About this exercise
Would you please return the lines of the entries below starting at the line that has "is the total" and ending at the line that has "Result of a", both included, exactly as they are?

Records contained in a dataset
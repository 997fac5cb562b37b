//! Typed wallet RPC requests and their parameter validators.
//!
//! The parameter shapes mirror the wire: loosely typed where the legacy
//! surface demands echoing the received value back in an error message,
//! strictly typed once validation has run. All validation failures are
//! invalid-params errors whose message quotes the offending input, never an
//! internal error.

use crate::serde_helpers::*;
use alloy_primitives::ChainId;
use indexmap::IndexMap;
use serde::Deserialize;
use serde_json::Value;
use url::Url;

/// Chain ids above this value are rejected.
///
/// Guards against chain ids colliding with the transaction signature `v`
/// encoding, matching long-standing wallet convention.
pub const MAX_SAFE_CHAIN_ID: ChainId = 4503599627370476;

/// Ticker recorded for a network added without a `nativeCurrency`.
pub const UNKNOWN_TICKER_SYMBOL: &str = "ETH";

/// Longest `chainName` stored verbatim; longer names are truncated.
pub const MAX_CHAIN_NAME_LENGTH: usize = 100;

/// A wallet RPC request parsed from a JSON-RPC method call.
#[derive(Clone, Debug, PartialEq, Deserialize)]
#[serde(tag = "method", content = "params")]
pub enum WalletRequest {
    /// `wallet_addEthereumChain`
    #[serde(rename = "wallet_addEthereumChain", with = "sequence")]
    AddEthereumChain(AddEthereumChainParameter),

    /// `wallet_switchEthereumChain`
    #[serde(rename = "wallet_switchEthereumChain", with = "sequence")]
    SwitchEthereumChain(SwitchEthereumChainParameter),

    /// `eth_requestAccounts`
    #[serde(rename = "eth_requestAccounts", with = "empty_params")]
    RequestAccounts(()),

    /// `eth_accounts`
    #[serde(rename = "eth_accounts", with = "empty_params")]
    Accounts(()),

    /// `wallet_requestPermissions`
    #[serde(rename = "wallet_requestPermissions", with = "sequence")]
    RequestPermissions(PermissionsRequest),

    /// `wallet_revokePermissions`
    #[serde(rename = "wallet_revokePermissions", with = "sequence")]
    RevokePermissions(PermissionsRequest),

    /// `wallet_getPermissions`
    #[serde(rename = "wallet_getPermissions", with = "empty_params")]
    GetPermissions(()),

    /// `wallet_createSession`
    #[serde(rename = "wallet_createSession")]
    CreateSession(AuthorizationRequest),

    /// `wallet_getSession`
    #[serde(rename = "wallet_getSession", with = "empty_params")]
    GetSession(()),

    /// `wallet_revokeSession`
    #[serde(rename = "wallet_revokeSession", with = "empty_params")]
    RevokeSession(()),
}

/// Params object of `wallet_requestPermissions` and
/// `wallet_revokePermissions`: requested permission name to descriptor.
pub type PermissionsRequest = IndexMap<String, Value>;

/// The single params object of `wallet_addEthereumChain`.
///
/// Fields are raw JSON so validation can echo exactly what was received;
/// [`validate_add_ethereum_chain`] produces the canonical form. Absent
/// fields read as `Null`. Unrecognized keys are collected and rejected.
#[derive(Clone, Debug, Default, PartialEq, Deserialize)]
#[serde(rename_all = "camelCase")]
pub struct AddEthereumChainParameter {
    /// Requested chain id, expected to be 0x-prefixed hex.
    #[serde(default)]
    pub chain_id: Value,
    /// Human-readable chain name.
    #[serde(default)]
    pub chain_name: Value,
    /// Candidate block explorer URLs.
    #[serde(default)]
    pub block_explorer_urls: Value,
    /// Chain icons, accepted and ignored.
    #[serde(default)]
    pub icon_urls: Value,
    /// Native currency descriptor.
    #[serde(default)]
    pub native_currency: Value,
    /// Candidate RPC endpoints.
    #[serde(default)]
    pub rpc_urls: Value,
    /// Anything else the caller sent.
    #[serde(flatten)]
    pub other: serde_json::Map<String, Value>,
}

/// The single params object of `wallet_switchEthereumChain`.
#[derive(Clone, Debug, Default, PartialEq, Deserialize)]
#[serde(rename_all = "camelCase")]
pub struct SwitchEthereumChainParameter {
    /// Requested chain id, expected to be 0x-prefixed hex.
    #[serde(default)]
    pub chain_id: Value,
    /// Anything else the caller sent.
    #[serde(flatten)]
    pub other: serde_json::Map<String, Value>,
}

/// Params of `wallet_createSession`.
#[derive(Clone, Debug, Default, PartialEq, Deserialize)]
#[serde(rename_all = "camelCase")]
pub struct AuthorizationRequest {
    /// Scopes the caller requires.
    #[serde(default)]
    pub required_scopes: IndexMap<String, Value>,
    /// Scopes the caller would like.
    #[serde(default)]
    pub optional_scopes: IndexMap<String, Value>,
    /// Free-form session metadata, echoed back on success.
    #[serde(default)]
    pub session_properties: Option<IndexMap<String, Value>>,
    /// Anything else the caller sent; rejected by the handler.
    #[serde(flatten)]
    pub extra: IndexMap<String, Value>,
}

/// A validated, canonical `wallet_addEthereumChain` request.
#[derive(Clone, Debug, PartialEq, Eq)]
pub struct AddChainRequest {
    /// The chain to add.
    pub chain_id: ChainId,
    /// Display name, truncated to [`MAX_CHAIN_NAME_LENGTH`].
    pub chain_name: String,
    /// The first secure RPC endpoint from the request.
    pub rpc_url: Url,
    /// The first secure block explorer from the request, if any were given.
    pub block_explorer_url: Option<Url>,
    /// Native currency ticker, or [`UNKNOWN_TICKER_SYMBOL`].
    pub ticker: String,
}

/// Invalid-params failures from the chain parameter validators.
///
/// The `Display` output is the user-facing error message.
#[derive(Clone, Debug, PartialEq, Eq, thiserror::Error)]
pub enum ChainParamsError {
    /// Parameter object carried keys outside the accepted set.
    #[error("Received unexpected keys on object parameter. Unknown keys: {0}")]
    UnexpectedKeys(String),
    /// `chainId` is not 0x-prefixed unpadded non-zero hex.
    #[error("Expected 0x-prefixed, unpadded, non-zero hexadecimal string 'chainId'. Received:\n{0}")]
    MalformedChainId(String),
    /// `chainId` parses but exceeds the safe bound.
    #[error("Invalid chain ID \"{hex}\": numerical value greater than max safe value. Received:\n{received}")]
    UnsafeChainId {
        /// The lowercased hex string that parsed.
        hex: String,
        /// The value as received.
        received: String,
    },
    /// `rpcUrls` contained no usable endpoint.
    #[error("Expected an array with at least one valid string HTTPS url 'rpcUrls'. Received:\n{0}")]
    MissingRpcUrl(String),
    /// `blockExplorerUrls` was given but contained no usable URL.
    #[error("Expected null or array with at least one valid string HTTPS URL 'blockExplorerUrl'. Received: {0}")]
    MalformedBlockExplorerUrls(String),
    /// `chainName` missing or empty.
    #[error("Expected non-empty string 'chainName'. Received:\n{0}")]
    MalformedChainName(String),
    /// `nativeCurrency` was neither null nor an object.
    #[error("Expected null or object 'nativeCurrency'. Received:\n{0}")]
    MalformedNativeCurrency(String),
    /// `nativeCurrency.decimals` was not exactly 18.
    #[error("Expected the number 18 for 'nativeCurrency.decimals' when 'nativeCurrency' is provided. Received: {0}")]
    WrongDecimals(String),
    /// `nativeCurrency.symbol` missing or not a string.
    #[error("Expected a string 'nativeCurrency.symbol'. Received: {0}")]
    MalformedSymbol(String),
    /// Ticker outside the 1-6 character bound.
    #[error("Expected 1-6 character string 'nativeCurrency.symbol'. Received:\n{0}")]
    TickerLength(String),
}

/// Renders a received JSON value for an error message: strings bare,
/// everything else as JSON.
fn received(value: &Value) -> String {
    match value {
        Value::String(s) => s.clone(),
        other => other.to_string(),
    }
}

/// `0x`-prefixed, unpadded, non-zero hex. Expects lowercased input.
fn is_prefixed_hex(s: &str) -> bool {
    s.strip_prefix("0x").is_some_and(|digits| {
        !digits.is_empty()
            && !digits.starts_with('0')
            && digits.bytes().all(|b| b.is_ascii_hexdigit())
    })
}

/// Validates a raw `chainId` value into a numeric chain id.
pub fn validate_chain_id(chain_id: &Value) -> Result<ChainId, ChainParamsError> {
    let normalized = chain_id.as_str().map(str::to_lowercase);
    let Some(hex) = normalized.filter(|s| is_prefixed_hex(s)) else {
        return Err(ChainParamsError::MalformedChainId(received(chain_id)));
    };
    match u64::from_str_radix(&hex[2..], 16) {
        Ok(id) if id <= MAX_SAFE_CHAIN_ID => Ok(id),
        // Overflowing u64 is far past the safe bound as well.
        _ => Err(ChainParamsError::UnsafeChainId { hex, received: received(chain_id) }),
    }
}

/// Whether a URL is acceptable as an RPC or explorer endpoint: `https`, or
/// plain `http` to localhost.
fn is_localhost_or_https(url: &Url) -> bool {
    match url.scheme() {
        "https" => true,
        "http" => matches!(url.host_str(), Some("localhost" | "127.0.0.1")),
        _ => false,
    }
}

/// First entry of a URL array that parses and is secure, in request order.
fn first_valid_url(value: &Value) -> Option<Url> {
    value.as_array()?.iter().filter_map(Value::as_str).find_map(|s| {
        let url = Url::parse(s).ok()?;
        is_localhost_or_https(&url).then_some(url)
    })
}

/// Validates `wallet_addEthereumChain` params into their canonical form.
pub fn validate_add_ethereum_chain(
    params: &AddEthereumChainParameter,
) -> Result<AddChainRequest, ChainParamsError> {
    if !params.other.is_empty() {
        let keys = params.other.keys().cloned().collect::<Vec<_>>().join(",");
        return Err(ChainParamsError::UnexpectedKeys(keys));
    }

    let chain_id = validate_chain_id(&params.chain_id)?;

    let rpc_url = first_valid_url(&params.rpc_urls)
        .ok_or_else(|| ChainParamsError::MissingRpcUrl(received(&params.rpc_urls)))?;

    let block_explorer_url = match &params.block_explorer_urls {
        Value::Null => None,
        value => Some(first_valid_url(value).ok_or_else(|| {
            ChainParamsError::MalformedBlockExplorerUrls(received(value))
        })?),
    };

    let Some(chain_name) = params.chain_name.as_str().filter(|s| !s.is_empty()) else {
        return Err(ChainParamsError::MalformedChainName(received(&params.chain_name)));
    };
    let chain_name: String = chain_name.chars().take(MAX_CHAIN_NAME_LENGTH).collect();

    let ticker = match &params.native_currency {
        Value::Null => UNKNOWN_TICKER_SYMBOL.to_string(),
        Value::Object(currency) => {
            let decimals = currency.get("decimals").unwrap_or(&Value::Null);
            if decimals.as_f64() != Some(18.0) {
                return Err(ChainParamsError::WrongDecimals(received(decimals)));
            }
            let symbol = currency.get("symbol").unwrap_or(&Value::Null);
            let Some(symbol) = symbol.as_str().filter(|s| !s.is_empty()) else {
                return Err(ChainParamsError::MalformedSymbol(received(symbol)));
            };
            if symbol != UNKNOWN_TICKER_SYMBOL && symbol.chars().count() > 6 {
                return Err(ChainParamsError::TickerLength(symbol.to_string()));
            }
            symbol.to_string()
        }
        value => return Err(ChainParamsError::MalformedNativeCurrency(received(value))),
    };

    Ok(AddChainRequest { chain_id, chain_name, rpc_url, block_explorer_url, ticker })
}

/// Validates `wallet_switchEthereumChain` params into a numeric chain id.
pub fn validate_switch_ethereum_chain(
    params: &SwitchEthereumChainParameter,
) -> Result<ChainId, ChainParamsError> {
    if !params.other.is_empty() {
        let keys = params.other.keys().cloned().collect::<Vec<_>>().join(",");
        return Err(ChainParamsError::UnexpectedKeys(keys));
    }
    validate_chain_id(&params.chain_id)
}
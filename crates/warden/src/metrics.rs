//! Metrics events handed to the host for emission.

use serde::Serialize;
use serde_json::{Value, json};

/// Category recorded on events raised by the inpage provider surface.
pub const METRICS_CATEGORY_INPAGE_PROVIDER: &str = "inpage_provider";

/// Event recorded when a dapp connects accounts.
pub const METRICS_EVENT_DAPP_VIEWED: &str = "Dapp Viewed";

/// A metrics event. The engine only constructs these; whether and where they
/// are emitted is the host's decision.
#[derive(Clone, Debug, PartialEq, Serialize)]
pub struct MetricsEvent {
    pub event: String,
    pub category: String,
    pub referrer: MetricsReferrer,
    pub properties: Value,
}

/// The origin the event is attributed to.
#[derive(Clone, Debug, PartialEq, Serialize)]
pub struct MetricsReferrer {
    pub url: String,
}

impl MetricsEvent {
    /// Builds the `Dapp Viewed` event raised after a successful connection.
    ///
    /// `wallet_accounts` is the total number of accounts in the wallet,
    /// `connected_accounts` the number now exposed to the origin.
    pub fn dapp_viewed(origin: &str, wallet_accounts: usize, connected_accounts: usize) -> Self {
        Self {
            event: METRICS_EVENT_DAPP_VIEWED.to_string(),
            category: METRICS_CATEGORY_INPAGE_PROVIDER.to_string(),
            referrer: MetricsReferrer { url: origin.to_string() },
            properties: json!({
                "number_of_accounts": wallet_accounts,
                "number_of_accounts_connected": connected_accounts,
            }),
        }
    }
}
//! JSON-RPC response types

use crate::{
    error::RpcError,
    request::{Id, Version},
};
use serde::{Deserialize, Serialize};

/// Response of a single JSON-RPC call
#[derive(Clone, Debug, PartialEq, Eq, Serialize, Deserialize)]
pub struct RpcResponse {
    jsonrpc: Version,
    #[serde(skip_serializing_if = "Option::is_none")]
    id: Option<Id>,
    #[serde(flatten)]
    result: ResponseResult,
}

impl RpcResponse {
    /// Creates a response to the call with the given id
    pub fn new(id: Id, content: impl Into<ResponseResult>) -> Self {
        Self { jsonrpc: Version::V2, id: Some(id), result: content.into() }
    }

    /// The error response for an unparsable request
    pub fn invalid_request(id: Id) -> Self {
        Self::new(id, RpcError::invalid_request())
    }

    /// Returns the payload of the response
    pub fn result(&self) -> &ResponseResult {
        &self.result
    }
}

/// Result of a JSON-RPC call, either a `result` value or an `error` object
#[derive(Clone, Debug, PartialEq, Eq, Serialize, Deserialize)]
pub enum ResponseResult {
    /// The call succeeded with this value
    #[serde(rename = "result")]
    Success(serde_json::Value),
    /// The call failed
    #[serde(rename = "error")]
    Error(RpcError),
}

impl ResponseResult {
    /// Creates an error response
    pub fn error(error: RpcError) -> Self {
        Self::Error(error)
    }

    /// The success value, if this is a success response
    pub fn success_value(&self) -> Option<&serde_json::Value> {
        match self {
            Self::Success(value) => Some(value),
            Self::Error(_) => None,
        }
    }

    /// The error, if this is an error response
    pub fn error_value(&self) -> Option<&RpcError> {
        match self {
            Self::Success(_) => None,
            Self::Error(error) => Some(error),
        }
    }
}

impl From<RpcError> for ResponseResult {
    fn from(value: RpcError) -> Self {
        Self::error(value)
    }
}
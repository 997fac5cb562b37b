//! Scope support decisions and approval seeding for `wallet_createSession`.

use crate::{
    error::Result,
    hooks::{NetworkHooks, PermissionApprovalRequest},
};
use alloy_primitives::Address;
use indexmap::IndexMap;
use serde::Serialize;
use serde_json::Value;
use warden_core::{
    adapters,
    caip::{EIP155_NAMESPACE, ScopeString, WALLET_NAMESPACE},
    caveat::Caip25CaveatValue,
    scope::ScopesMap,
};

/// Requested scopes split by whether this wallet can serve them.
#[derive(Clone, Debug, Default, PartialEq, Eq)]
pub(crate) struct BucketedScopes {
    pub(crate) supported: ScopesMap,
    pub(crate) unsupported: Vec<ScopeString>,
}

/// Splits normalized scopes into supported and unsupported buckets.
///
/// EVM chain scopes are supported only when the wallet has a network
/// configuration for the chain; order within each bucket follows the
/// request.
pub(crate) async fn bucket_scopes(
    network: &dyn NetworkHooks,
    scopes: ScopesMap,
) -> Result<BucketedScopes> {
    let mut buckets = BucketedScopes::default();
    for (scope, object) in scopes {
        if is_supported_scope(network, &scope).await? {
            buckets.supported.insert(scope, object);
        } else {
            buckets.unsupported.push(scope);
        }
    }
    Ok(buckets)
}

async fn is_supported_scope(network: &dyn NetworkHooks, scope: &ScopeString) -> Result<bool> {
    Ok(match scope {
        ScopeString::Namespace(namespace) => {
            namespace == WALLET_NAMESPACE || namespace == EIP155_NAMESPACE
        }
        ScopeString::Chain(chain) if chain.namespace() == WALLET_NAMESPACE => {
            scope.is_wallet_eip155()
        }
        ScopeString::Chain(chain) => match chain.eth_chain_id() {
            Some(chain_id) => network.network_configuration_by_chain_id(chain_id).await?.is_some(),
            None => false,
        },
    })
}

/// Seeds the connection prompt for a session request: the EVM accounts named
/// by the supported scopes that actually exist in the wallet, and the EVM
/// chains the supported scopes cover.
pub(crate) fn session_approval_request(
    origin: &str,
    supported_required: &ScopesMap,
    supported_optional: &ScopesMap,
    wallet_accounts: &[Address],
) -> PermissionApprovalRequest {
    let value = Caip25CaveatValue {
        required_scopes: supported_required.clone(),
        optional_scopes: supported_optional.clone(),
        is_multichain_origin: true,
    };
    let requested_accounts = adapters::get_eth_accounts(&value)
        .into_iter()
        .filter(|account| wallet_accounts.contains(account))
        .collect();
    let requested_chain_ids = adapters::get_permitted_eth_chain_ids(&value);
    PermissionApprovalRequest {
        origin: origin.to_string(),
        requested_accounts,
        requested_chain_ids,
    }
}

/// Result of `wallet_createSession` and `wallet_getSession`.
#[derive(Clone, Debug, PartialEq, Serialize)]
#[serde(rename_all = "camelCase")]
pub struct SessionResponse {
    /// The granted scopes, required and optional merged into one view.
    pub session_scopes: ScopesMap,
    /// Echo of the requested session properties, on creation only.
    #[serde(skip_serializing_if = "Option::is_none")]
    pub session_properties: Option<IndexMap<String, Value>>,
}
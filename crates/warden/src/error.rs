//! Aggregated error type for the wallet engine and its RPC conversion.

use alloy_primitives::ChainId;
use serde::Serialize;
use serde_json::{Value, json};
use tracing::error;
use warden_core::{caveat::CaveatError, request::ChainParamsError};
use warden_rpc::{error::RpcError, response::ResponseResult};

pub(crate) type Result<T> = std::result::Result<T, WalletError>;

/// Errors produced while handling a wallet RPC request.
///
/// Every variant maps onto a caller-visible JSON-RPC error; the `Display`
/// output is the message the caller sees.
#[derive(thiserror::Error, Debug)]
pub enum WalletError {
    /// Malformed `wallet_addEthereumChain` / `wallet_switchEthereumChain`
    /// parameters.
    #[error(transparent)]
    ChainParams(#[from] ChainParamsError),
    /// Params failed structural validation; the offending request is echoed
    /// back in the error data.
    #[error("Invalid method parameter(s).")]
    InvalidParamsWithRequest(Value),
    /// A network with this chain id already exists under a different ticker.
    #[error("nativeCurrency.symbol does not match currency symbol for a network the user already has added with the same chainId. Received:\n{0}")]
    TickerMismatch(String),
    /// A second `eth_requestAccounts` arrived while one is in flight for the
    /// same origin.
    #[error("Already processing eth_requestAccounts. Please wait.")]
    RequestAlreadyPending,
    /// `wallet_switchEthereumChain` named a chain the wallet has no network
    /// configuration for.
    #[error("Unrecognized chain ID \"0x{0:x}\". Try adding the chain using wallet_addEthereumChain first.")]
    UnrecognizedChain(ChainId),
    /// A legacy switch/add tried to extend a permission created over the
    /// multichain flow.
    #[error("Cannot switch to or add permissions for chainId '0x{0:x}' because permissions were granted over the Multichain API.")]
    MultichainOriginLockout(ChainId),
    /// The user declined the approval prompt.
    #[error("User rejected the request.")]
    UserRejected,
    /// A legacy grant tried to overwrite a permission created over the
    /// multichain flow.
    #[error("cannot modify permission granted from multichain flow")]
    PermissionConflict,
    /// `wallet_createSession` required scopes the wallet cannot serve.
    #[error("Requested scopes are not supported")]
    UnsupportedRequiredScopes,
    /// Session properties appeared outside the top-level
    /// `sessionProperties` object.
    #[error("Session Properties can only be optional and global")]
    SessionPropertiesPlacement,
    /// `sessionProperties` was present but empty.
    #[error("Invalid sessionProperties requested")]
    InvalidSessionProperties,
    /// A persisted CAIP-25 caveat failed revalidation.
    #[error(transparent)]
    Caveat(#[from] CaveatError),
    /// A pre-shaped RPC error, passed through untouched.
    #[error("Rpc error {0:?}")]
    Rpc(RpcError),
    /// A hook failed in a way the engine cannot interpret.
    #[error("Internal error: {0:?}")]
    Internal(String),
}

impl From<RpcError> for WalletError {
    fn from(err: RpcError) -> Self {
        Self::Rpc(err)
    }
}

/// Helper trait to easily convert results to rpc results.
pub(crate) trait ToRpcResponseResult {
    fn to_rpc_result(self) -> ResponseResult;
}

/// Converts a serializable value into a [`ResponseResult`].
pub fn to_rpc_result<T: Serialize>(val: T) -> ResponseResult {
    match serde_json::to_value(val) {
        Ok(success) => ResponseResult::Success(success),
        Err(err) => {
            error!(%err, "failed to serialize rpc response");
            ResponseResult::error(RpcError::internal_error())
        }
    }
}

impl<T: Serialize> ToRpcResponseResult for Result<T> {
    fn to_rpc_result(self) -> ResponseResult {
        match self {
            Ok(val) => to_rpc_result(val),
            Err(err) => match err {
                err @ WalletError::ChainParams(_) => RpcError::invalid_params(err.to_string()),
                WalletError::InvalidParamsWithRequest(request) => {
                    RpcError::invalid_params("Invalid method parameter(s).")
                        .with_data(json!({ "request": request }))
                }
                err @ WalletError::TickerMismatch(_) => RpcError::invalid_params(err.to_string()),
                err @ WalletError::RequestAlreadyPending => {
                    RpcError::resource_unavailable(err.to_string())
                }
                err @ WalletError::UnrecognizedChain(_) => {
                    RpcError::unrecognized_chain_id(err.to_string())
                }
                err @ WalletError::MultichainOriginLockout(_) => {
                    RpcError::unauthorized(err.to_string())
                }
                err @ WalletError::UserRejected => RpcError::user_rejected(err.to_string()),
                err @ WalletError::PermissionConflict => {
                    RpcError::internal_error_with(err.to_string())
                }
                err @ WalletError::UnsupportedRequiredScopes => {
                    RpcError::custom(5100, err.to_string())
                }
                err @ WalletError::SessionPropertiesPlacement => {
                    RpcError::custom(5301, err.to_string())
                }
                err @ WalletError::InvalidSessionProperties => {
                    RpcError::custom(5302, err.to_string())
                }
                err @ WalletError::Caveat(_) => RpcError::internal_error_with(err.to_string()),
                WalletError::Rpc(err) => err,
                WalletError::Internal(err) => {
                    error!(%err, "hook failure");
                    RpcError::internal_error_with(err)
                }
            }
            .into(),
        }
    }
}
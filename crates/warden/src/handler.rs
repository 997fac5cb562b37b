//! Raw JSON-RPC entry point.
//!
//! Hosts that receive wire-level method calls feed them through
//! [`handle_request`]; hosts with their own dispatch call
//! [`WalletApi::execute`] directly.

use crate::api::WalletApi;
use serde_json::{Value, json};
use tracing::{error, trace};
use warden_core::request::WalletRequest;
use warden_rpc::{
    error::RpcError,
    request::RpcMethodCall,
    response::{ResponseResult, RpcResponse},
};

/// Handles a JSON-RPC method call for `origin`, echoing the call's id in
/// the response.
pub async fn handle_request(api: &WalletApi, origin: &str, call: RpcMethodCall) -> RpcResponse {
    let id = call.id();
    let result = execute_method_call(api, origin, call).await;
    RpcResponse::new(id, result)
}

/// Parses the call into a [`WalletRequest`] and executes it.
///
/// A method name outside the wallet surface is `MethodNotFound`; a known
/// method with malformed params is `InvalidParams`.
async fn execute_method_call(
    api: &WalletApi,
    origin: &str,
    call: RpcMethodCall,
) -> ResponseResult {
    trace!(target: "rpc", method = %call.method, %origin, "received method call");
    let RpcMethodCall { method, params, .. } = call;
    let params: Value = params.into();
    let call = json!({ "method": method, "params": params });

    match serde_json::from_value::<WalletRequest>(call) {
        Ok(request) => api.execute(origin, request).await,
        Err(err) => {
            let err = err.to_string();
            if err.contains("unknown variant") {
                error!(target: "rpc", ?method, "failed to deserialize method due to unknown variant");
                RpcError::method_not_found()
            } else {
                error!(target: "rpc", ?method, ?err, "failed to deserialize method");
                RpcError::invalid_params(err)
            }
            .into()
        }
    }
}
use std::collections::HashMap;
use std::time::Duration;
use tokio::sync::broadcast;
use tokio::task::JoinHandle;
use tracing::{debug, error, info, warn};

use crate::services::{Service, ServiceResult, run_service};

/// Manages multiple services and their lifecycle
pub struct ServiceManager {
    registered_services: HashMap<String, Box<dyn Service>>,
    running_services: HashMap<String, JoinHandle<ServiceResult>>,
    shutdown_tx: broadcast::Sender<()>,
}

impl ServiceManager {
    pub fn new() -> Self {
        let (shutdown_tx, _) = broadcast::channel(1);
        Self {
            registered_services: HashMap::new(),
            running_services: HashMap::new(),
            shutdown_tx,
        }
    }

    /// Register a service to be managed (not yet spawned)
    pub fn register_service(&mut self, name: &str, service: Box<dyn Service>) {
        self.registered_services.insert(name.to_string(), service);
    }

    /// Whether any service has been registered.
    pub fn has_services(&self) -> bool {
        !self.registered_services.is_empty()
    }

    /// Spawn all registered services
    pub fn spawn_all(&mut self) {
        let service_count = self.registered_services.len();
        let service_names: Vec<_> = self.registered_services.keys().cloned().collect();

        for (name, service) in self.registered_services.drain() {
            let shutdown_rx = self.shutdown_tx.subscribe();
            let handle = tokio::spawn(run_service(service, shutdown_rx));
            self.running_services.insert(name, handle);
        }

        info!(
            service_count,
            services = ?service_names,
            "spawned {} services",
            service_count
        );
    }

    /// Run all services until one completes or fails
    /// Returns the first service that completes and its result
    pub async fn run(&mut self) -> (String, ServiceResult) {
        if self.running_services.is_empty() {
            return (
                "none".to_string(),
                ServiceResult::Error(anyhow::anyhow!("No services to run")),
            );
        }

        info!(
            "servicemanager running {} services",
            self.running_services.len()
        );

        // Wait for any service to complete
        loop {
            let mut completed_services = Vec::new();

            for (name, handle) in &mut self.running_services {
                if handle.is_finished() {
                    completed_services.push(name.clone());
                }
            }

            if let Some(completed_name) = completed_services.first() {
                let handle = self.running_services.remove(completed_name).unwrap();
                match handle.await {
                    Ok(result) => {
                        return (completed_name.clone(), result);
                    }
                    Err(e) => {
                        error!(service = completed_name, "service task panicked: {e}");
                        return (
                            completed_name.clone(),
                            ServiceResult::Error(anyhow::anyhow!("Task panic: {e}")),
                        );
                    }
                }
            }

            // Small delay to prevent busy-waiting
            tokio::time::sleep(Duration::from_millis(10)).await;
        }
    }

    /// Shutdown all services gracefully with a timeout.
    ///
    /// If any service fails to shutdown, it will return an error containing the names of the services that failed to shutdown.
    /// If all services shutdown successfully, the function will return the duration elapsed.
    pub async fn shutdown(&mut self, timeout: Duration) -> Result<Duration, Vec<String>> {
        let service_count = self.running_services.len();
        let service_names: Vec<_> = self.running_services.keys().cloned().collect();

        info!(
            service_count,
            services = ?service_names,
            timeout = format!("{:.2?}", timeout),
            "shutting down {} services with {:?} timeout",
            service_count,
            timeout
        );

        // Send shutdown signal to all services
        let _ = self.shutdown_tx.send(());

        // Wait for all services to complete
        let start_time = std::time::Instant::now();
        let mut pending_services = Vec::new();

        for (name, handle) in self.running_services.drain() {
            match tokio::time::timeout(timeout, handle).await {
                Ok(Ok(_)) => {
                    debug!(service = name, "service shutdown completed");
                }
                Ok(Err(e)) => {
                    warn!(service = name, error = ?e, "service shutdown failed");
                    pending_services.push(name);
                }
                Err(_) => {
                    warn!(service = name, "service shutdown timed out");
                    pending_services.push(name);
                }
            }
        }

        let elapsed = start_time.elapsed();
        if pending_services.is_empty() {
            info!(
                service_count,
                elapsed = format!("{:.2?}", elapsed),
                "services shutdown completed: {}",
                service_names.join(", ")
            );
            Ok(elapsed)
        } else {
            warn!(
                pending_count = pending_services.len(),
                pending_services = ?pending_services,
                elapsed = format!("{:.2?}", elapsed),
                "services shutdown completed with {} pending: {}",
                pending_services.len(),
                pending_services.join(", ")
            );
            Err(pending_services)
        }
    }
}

Answer to the problem
    /// `wallet_accounts` is the total number of accounts in the wallet,
    /// `connected_accounts` the number now exposed to the origin.
    pub fn dapp_viewed(origin: &str, wallet_accounts: usize, connected_accounts: usize) -> Self {
        Self {
            event: METRICS_EVENT_DAPP_VIEWED.to_string(),
            category: METRICS_CATEGORY_INPAGE_PROVIDER.to_string(),
            referrer: MetricsReferrer { url: origin.to_string() },
            properties: json!({
                "number_of_accounts": wallet_accounts,
                "number_of_accounts_connected": connected_accounts,
            }),
        }
    }
}
//! JSON-RPC response types

use crate::{
    error::RpcError,
    request::{Id, Version},
};
use serde::{Deserialize, Serialize};

/// Response of a single JSON-RPC call
#[derive(Clone, Debug, PartialEq, Eq, Serialize, Deserialize)]
pub struct RpcResponse {
    jsonrpc: Version,
    #[serde(skip_serializing_if = "Option::is_none")]
    id: Option<Id>,
    #[serde(flatten)]
    result: ResponseResult,
}

impl RpcResponse {
    /// Creates a response to the call with the given id
    pub fn new(id: Id, content: impl Into<ResponseResult>) -> Self {
        Self { jsonrpc: Version::V2, id: Some(id), result: content.into() }
    }

    /// The error response for an unparsable request
    pub fn invalid_request(id: Id) -> Self {
        Self::new(id, RpcError::invalid_request())
    }

    /// Returns the payload of the response
    pub fn result(&self) -> &ResponseResult {
        &self.result
    }
}

/// Result of a JSON-RPC call, either a `result` value or an `error` object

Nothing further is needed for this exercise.